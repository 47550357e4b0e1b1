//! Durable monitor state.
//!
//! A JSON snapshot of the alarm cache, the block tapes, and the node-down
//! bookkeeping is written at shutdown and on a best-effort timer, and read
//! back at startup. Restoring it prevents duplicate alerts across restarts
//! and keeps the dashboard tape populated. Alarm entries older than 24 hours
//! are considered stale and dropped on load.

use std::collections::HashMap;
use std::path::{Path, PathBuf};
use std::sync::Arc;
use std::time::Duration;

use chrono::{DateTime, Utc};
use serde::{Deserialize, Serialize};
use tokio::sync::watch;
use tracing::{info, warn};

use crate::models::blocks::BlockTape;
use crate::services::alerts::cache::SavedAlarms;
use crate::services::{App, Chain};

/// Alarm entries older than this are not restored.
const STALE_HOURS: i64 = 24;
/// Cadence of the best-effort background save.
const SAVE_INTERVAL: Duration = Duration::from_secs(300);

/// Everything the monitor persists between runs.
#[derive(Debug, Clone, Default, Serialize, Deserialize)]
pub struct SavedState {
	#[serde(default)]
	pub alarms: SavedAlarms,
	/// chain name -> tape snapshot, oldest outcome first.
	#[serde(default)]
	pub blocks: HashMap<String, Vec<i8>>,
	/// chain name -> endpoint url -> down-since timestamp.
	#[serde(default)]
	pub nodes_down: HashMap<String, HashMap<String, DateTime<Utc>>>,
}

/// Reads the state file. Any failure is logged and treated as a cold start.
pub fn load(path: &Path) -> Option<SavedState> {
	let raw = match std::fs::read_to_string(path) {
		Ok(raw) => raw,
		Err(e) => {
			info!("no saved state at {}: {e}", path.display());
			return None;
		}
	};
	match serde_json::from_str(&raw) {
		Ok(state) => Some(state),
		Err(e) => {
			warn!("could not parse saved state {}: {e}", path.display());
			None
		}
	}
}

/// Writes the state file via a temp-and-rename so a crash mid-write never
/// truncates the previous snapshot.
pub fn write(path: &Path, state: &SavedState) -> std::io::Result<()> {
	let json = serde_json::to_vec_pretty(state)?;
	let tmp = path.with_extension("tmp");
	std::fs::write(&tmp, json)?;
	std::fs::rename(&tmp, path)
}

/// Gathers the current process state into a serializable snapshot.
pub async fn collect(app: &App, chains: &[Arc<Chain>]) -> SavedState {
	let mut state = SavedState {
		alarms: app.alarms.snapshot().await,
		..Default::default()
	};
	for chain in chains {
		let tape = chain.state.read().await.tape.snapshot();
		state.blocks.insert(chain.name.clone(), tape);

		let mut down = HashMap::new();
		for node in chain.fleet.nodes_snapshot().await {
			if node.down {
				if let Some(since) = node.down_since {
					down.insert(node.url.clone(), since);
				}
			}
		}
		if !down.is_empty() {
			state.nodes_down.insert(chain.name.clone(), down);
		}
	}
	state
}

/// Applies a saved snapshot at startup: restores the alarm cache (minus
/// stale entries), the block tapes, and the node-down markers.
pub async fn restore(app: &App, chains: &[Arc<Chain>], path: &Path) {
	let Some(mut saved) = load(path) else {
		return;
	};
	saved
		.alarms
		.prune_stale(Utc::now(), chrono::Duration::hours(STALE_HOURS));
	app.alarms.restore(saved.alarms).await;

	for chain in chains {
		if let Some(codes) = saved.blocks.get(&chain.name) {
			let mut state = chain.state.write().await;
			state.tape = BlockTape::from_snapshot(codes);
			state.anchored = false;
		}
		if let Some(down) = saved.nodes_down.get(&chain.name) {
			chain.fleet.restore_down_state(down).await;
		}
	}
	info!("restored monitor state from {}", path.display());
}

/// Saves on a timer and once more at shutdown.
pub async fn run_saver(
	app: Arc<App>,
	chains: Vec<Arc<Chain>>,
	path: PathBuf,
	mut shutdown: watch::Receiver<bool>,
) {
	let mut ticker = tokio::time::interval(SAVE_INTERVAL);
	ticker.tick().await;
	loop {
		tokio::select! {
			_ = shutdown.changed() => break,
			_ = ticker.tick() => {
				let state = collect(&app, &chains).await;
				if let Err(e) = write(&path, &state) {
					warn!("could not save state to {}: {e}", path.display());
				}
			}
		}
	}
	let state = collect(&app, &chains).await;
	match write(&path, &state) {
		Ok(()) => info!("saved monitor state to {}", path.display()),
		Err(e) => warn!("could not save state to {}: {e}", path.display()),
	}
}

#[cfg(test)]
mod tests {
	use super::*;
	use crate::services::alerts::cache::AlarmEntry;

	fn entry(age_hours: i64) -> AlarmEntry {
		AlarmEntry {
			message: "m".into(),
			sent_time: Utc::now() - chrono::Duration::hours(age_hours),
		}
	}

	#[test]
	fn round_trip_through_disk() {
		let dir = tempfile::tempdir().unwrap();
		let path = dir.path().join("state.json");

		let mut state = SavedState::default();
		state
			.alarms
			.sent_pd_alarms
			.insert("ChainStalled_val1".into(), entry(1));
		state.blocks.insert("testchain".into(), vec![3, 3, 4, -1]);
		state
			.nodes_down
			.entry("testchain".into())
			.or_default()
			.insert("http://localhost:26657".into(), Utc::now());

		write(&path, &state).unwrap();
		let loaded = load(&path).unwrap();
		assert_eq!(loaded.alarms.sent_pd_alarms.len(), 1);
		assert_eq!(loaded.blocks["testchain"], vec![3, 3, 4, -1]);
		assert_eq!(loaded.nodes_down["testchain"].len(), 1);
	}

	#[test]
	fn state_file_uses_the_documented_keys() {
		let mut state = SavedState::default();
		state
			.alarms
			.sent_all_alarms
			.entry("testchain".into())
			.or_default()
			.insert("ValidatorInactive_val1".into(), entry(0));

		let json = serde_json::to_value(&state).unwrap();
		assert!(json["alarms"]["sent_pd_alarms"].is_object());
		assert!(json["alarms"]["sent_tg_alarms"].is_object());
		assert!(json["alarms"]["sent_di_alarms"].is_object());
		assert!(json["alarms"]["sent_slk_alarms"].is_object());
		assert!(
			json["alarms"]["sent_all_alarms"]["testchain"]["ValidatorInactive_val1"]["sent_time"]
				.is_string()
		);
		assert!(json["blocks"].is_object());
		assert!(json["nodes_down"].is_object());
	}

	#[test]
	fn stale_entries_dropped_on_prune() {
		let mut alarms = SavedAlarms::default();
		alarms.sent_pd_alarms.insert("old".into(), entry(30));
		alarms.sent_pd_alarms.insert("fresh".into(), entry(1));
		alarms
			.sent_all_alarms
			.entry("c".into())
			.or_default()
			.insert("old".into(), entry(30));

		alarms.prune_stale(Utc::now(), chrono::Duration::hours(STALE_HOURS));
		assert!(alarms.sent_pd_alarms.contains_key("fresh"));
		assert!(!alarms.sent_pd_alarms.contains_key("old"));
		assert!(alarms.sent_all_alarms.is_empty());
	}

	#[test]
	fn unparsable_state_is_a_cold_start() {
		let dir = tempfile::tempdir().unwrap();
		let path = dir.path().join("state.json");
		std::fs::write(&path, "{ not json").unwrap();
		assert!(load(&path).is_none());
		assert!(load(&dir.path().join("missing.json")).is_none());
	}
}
___
- _Exercise_
All of the material above should be repeated word for word.

- _Expected output_
repository 47550357e4b0e1b1
//! Durable monitor state.
//!
//! A JSON snapshot of the alarm cache, the block tapes, and the node-down
//! bookkeeping is written at shutdown and on a best-effort timer, and read
//! back at startup. Restoring it prevents duplicate alerts across restarts
//! and keeps the dashboard tape populated. Alarm entries older than 24 hours
//! are considered stale and dropped on load.

use std::collections::HashMap;
use std::path::{Path, PathBuf};
use std::sync::Arc;
use std::time::Duration;

use chrono::{DateTime, Utc};
use serde::{Deserialize, Serialize};
use tokio::sync::watch;
use tracing::{info, warn};

use crate::models::blocks::BlockTape;
use crate::services::alerts::cache::SavedAlarms;
use crate::services::{App, Chain};

/// Alarm entries older than this are not restored.
const STALE_HOURS: i64 = 24;
/// Cadence of the best-effort background save.
const SAVE_INTERVAL: Duration = Duration::from_secs(300);

/// Everything the monitor persists between runs.
#[derive(Debug, Clone, Default, Serialize, Deserialize)]
pub struct SavedState {
	#[serde(default)]
	pub alarms: SavedAlarms,
	/// chain name -> tape snapshot, oldest outcome first.
	#[serde(default)]
	pub blocks: HashMap<String, Vec<i8>>,
	/// chain name -> endpoint url -> down-since timestamp.
	#[serde(default)]
	pub nodes_down: HashMap<String, HashMap<String, DateTime<Utc>>>,
}

/// Reads the state file. Any failure is logged and treated as a cold start.
pub fn load(path: &Path) -> Option<SavedState> {
	let raw = match std::fs::read_to_string(path) {
		Ok(raw) => raw,
		Err(e) => {
			info!("no saved state at {}: {e}", path.display());
			return None;
		}
	};
	match serde_json::from_str(&raw) {
		Ok(state) => Some(state),
		Err(e) => {
			warn!("could not parse saved state {}: {e}", path.display());
			None
		}
	}
}

/// Writes the state file via a temp-and-rename so a crash mid-write never
/// truncates the previous snapshot.
pub fn write(path: &Path, state: &SavedState) -> std::io::Result<()> {
	let json = serde_json::to_vec_pretty(state)?;
	let tmp = path.with_extension("tmp");
	std::fs::write(&tmp, json)?;
	std::fs::rename(&tmp, path)
}

/// Gathers the current process state into a serializable snapshot.
pub async fn collect(app: &App, chains: &[Arc<Chain>]) -> SavedState {
	let mut state = SavedState {
		alarms: app.alarms.snapshot().await,
		..Default::default()
	};
	for chain in chains {
		let tape = chain.state.read().await.tape.snapshot();
		state.blocks.insert(chain.name.clone(), tape);

		let mut down = HashMap::new();
		for node in chain.fleet.nodes_snapshot().await {
			if node.down {
				if let Some(since) = node.down_since {
					down.insert(node.url.clone(), since);
				}
			}
		}
		if !down.is_empty() {
			state.nodes_down.insert(chain.name.clone(), down);
		}
	}
	state
}

/// Applies a saved snapshot at startup: restores the alarm cache (minus
/// stale entries), the block tapes, and the node-down markers.
pub async fn restore(app: &App, chains: &[Arc<Chain>], path: &Path) {
	let Some(mut saved) = load(path) else {
		return;
	};
	saved
		.alarms
		.prune_stale(Utc::now(), chrono::Duration::hours(STALE_HOURS));
	app.alarms.restore(saved.alarms).await;

	for chain in chains {
		if let Some(codes) = saved.blocks.get(&chain.name) {
			let mut state = chain.state.write().await;
			state.tape = BlockTape::from_snapshot(codes);
			state.anchored = false;
		}
		if let Some(down) = saved.nodes_down.get(&chain.name) {
			chain.fleet.restore_down_state(down).await;
		}
	}
	info!("restored monitor state from {}", path.display());
}

/// Saves on a timer and once more at shutdown.
pub async fn run_saver(
	app: Arc<App>,
	chains: Vec<Arc<Chain>>,
	path: PathBuf,
	mut shutdown: watch::Receiver<bool>,
) {
	let mut ticker = tokio::time::interval(SAVE_INTERVAL);
	ticker.tick().await;
	loop {
		tokio::select! {
			_ = shutdown.changed() => break,
			_ = ticker.tick() => {
				let state = collect(&app, &chains).await;
				if let Err(e) = write(&path, &state) {
					warn!("could not save state to {}: {e}", path.display());
				}
			}
		}
	}
	let state = collect(&app, &chains).await;
	match write(&path, &state) {
		Ok(()) => info!("saved monitor state to {}", path.display()),
		Err(e) => warn!("could not save state to {}: {e}", path.display()),
	}
}

#[cfg(test)]
mod tests {
	use super::*;
	use crate::services::alerts::cache::AlarmEntry;

	fn entry(age_hours: i64) -> AlarmEntry {
		AlarmEntry {
			message: "m".into(),
			sent_time: Utc::now() - chrono::Duration::hours(age_hours),
		}
	}

	#[test]
	fn round_trip_through_disk() {
		let dir = tempfile::tempdir().unwrap();
		let path = dir.path().join("state.json");

		let mut state = SavedState::default();
		state
			.alarms
			.sent_pd_alarms
			.insert("ChainStalled_val1".into(), entry(1));
		state.blocks.insert("testchain".into(), vec![3, 3, 4, -1]);
		state
			.nodes_down
			.entry("testchain".into())
			.or_default()
			.insert("http://localhost:26657".into(), Utc::now());

		write(&path, &state).unwrap();
		let loaded = load(&path).unwrap();
		assert_eq!(loaded.alarms.sent_pd_alarms.len(), 1);
		assert_eq!(loaded.blocks["testchain"], vec![3, 3, 4, -1]);
		assert_eq!(loaded.nodes_down["testchain"].len(), 1);
	}

	#[test]
	fn state_file_uses_the_documented_keys() {
		let mut state = SavedState::default();
		state
			.alarms
			.sent_all_alarms
			.entry("testchain".into())
			.or_default()
			.insert("ValidatorInactive_val1".into(), entry(0));

		let json = serde_json::to_value(&state).unwrap();
		assert!(json["alarms"]["sent_pd_alarms"].is_object());
		assert!(json["alarms"]["sent_tg_alarms"].is_object());
		assert!(json["alarms"]["sent_di_alarms"].is_object());
		assert!(json["alarms"]["sent_slk_alarms"].is_object());
		assert!(
			json["alarms"]["sent_all_alarms"]["testchain"]["ValidatorInactive_val1"]["sent_time"]
				.is_string()
		);
		assert!(json["blocks"].is_object());
		assert!(json["nodes_down"].is_object());
	}

	#[test]
	fn stale_entries_dropped_on_prune() {
		let mut alarms = SavedAlarms::default();
		alarms.sent_pd_alarms.insert("old".into(), entry(30));
		alarms.sent_pd_alarms.insert("fresh".into(), entry(1));
		alarms
			.sent_all_alarms
			.entry("c".into())
			.or_default()
			.insert("old".into(), entry(30));

		alarms.prune_stale(Utc::now(), chrono::Duration::hours(STALE_HOURS));
		assert!(alarms.sent_pd_alarms.contains_key("fresh"));
		assert!(!alarms.sent_pd_alarms.contains_key("old"));
		assert!(alarms.sent_all_alarms.is_empty());
	}

	#[test]
	fn unparsable_state_is_a_cold_start() {
		let dir = tempfile::tempdir().unwrap();
		let path = dir.path().join("state.json");
		std::fs::write(&path, "{ not json").unwrap();
		assert!(load(&path).is_none());
		assert!(load(&dir.path().join("missing.json")).is_none());
	}
}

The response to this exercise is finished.